Cemil Aydın: “Teosofi düşüncesinde Namık Kemal veya Halide Edip gibi Müslüman düşünürler, Batı’nın göz kamaştıran propagandasına fazlasıyla kapılan, yanılmış isimler olarak görülür.”

Samsun Üniversitesi (SAMÜ) Düşünce ve Sanat Çalışmaları Uygulama ve Araştırma Merkezi (DÜSAM), Öteki Buluşmalar dizisi kapsamında, 26 Ocak 2023 tarihinde Prof. Dr. Cemil Aydın’ı ağırladı. “Teosofik Medeniyet Teorisi ve Modern İslam Düşüncesi” başlıklı programda Fransız yazar Rene Guenon’a da ilham veren ve 1880’lerde ortaya çıkan teosofi akımı masaya yatırıldı.

Teosofi’nin 1880’lerdeki köklerinin, Amerika ve Avrupa’daki krizlerin çözümü için Asya’ya yüz çevirme düşüncesi üzerinde yükseldiğini ifade ederek konuşmasına başlayan Aydın, mezkûr düşünceyi geliştiren Blatavsky, Sir Henry Olcott, Annie Besant, Sister Nivedita hakkında bilgi sundu. Teosofinin ırkçı sömürgeleştirme pratiğini altüst etme motivasyonu taşıdığını vurgulayan Aydın, şunları söyledi: “Bu insanlar Hindulara, Çinlilere ulaşıp onlara beyaz adamın kendilerine küstahlık ettiğini söylediler. Beyaz adamın ‘bizi taklit edin’ söylemini hata olarak gördüler.
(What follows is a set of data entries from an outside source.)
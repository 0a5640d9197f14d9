use async_trait::async_trait;
use reqwest::StatusCode;
use serde::Serialize;
use url::Url;

use super::compare::PageComparer;
use super::fetcher::PageFetcher;
use super::types::{DriftSummary, TopUrls, UrlHitCount};

#[derive(Debug, thiserror::Error)]
pub enum NotifyError {
    #[error("posting drift summary: {0}")]
    Transport(#[from] reqwest::Error),
    #[error("notification rejected with status {0}")]
    NotifyFailed(StatusCode),
}

#[async_trait]
pub trait DriftNotifier: Send + Sync {
    async fn notify(&self, summary: &DriftSummary) -> Result<(), NotifyError>;
}

pub fn summary_text(site: &str, summary: &DriftSummary) -> String {
    format!("Drifts were detected between the live and mirror versions of pages on {site}\n{summary}")
}

#[derive(Debug, Serialize)]
struct WebhookMessage<'a> {
    text: &'a str,
    username: &'a str,
}

/// Posts the summary to a chat webhook.
#[derive(Debug, Clone)]
pub struct WebhookNotifier {
    client: reqwest::Client,
    webhook: Url,
    site: String,
}

impl WebhookNotifier {
    pub fn new(client: reqwest::Client, webhook: Url, site: impl Into<String>) -> Self {
        Self {
            client,
            webhook,
            site: site.into(),
        }
    }
}

#[async_trait]
impl DriftNotifier for WebhookNotifier {
    async fn notify(&self, summary: &DriftSummary) -> Result<(), NotifyError> {
        let text = summary_text(&self.site, summary);
        let username = format!("Mirror drift detection: {}", self.site);
        let response = self
            .client
            .post(self.webhook.clone())
            .json(&WebhookMessage {
                text: &text,
                username: &username,
            })
            .send()
            .await?;
        if response.status() != StatusCode::OK {
            return Err(NotifyError::NotifyFailed(response.status()));
        }
        Ok(())
    }
}

#[derive(Debug, Clone)]
pub struct StdoutNotifier {
    site: String,
}

impl StdoutNotifier {
    pub fn new(site: impl Into<String>) -> Self {
        Self { site: site.into() }
    }
}

#[async_trait]
impl DriftNotifier for StdoutNotifier {
    async fn notify(&self, summary: &DriftSummary) -> Result<(), NotifyError> {
        println!("{}", summary_text(&self.site, summary));
        Ok(())
    }
}

/// Compares live and mirror copies of every sampled page.
pub struct DriftChecker<'a> {
    fetcher: &'a dyn PageFetcher,
    comparer: &'a dyn PageComparer,
    notifier: &'a dyn DriftNotifier,
}

#[derive(Debug)]
pub struct DriftOutcome {
    pub summary: DriftSummary,
    pub drift_detected: bool,
    pub notify_error: Option<NotifyError>,
}

impl DriftOutcome {
    /// 1 on drift or a failed notification.
    pub fn exit_code(&self) -> i32 {
        if self.drift_detected || self.notify_error.is_some() { 1 } else { 0 }
    }
}

impl<'a> DriftChecker<'a> {
    pub fn new(
        fetcher: &'a dyn PageFetcher,
        comparer: &'a dyn PageComparer,
        notifier: &'a dyn DriftNotifier,
    ) -> Self {
        Self {
            fetcher,
            comparer,
            notifier,
        }
    }

    pub async fn check_pages_for_drift(&self, urls: &TopUrls) -> DriftOutcome {
        let mut summary = DriftSummary::default();

        tracing::info!(count = urls.top_unsampled.len(), "comparing top unsampled paths");
        self.compare_all(&urls.top_unsampled, &mut summary).await;
        tracing::info!(count = urls.remaining_sampled.len(), "comparing remaining sampled paths");
        self.compare_all(&urls.remaining_sampled, &mut summary).await;

        tracing::info!(
            pages_compared = summary.pages_compared,
            drifts_detected = summary.drifts_detected,
            errors = summary.errors,
            "drift check finished"
        );

        if summary.drifts_detected == 0 {
            return DriftOutcome {
                summary,
                drift_detected: false,
                notify_error: None,
            };
        }

        let notify_error = match self.notifier.notify(&summary).await {
            Ok(()) => None,
            Err(err) => {
                tracing::error!(error = %err, "failed to send drift notification");
                Some(err)
            }
        };
        DriftOutcome {
            summary,
            drift_detected: true,
            notify_error,
        }
    }

    async fn compare_all(&self, pages: &[UrlHitCount], summary: &mut DriftSummary) {
        for page in pages {
            let path = page.url.as_str();
            let live = match self.fetcher.fetch_live_page(path).await {
                Ok(live) => live,
                Err(err) => {
                    tracing::error!(path, error = %err, "error fetching live page");
                    summary.errors += 1;
                    continue;
                }
            };
            let mirror = match self.fetcher.fetch_mirror_page(path).await {
                Ok(mirror) => mirror,
                Err(err) => {
                    tracing::error!(path, error = %err, "error fetching mirror page");
                    summary.errors += 1;
                    continue;
                }
            };

            summary.pages_compared += 1;
            match self.comparer.have_same_body(&live, &mirror) {
                Ok(true) => tracing::info!(path, views = page.view_count, drift = false, "compared"),
                Ok(false) => {
                    summary.drifts_detected += 1;
                    tracing::warn!(path, views = page.view_count, drift = true, "drift detected between live and mirror");
                }
                Err(err) => {
                    summary.errors += 1;
                    tracing::error!(path, error = %err, "error comparing live and mirror pages");
                }
            }
        }
    }
}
Beyaz adam, öğretmenleri değil öğrencileri olmalıydı. Bu düşünce, ırkçılığın sömürge döneminde ilk defa hiyerarşiyi değiştirmeye girişiyor. Asyalı’yı hoca, beyaz adamı öğrencisi yapıyor. Bu hiyerarşiyi alt üst eden de bir beyaz adam ancak Hindular için Avrupa’dan gelmesine rağmen kendilerine saygıyla bakan bir insan tipini temsil ediyor”.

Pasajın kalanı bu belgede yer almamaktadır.